» WHAT IS NEEDED
What is the number of lines below that contain the string "results"? Give it and nothing else.

──────── DATA EXTRACTS ────────

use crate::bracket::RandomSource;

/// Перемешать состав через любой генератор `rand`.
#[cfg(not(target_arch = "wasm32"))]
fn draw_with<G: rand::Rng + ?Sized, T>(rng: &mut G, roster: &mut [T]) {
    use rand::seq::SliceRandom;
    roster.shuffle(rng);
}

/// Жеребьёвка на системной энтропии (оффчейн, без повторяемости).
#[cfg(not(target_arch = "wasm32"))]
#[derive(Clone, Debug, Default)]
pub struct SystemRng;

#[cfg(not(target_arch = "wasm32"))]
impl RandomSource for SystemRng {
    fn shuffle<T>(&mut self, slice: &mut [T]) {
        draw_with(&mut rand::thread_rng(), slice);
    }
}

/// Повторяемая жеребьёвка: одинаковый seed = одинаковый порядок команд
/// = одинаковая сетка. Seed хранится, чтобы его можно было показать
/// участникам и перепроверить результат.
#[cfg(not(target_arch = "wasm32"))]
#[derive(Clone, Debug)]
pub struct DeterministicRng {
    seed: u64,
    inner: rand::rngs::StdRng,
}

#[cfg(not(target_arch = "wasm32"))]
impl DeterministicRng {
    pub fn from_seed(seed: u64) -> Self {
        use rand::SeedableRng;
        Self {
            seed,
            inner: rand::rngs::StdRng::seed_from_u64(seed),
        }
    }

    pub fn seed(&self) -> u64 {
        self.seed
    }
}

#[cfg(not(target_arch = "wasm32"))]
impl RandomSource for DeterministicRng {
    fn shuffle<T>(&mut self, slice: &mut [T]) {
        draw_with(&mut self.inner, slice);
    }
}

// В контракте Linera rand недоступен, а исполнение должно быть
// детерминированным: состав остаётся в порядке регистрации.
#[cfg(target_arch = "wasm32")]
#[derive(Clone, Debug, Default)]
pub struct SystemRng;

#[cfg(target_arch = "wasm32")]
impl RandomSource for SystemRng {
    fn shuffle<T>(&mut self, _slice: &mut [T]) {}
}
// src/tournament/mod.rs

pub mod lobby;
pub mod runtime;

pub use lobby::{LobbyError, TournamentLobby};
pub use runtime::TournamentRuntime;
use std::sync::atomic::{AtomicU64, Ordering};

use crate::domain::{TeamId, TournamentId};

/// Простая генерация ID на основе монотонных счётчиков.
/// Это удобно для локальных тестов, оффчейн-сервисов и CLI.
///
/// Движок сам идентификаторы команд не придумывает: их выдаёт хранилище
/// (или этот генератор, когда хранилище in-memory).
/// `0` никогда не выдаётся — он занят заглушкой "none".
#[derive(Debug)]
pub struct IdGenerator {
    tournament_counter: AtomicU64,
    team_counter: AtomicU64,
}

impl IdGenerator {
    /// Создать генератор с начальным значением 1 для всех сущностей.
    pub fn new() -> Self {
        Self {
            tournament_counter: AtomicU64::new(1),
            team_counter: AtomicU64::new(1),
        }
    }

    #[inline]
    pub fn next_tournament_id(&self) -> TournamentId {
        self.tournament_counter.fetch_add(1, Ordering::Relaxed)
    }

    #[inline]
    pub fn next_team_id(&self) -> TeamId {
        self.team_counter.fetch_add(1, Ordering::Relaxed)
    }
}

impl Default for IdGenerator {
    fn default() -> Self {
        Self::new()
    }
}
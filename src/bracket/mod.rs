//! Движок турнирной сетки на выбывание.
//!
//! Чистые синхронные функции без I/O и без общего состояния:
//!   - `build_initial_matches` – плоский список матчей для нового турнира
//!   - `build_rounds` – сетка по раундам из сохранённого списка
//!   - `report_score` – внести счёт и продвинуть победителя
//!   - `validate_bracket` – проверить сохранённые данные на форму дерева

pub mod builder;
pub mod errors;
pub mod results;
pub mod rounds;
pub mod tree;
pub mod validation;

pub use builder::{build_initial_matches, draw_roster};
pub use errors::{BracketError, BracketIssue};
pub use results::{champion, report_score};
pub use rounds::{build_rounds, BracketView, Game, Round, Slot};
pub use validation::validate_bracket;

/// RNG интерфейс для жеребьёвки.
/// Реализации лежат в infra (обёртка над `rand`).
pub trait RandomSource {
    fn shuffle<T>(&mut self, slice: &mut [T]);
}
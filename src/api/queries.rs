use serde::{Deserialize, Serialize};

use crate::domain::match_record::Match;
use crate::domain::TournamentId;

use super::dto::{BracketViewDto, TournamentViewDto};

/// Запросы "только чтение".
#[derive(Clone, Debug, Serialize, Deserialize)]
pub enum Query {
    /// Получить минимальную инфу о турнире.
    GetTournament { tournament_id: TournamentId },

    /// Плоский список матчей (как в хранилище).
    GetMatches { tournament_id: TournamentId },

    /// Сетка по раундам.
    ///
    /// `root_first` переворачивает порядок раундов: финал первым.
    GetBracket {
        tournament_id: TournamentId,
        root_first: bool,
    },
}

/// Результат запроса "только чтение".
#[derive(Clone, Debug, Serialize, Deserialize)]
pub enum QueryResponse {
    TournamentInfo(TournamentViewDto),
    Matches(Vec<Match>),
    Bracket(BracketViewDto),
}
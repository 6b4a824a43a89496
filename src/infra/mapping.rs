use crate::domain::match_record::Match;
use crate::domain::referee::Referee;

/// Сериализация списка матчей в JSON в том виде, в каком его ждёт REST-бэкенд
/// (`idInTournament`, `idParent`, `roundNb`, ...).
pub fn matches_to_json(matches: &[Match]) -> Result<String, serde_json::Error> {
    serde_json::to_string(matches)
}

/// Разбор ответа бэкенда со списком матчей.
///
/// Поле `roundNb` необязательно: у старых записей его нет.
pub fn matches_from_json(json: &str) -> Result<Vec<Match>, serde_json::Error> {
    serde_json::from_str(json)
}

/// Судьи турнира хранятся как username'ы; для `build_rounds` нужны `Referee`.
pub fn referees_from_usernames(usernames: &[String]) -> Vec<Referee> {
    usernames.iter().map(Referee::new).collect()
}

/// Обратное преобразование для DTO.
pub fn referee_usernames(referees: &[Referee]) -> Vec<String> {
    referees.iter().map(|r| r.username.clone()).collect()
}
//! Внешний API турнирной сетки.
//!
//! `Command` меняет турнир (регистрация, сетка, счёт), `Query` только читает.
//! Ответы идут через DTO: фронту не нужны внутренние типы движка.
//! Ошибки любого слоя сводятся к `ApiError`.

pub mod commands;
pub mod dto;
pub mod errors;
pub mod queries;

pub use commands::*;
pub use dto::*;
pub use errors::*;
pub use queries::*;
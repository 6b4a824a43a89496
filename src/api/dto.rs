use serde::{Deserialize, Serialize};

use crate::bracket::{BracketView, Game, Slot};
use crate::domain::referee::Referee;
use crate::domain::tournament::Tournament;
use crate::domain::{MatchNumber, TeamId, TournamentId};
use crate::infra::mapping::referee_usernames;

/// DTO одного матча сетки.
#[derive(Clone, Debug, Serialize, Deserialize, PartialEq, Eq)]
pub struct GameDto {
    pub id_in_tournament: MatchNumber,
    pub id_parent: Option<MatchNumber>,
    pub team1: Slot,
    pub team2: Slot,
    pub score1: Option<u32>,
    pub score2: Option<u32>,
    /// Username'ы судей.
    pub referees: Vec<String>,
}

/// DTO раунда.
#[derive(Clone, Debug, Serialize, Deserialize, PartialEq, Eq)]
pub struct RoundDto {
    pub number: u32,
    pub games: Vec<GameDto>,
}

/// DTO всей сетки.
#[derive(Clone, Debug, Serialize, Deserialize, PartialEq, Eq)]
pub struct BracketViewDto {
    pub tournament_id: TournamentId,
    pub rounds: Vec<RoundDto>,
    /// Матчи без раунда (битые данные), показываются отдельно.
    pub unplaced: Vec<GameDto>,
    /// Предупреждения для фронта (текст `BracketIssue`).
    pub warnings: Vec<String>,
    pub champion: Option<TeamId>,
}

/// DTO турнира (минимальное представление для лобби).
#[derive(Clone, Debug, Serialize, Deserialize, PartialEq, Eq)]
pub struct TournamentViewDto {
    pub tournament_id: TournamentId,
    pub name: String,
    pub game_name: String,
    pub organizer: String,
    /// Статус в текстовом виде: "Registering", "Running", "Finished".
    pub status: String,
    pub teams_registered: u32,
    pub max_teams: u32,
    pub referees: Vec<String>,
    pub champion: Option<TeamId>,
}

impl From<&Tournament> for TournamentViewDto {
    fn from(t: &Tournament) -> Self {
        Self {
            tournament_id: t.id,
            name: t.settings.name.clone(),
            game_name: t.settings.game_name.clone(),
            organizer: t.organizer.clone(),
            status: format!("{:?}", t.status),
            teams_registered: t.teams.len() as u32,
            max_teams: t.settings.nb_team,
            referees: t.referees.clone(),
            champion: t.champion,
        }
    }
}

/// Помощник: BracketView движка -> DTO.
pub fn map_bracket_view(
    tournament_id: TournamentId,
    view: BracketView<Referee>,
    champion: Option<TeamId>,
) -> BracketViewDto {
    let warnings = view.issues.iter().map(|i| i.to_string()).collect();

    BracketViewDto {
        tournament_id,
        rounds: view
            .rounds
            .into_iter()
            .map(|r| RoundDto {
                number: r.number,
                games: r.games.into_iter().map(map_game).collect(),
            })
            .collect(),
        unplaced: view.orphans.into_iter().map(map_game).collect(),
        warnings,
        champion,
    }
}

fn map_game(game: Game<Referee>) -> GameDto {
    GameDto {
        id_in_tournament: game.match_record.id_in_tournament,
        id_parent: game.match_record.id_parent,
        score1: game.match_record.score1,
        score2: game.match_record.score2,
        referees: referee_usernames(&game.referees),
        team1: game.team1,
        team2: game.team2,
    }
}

────────

» TASK SOLUTION
2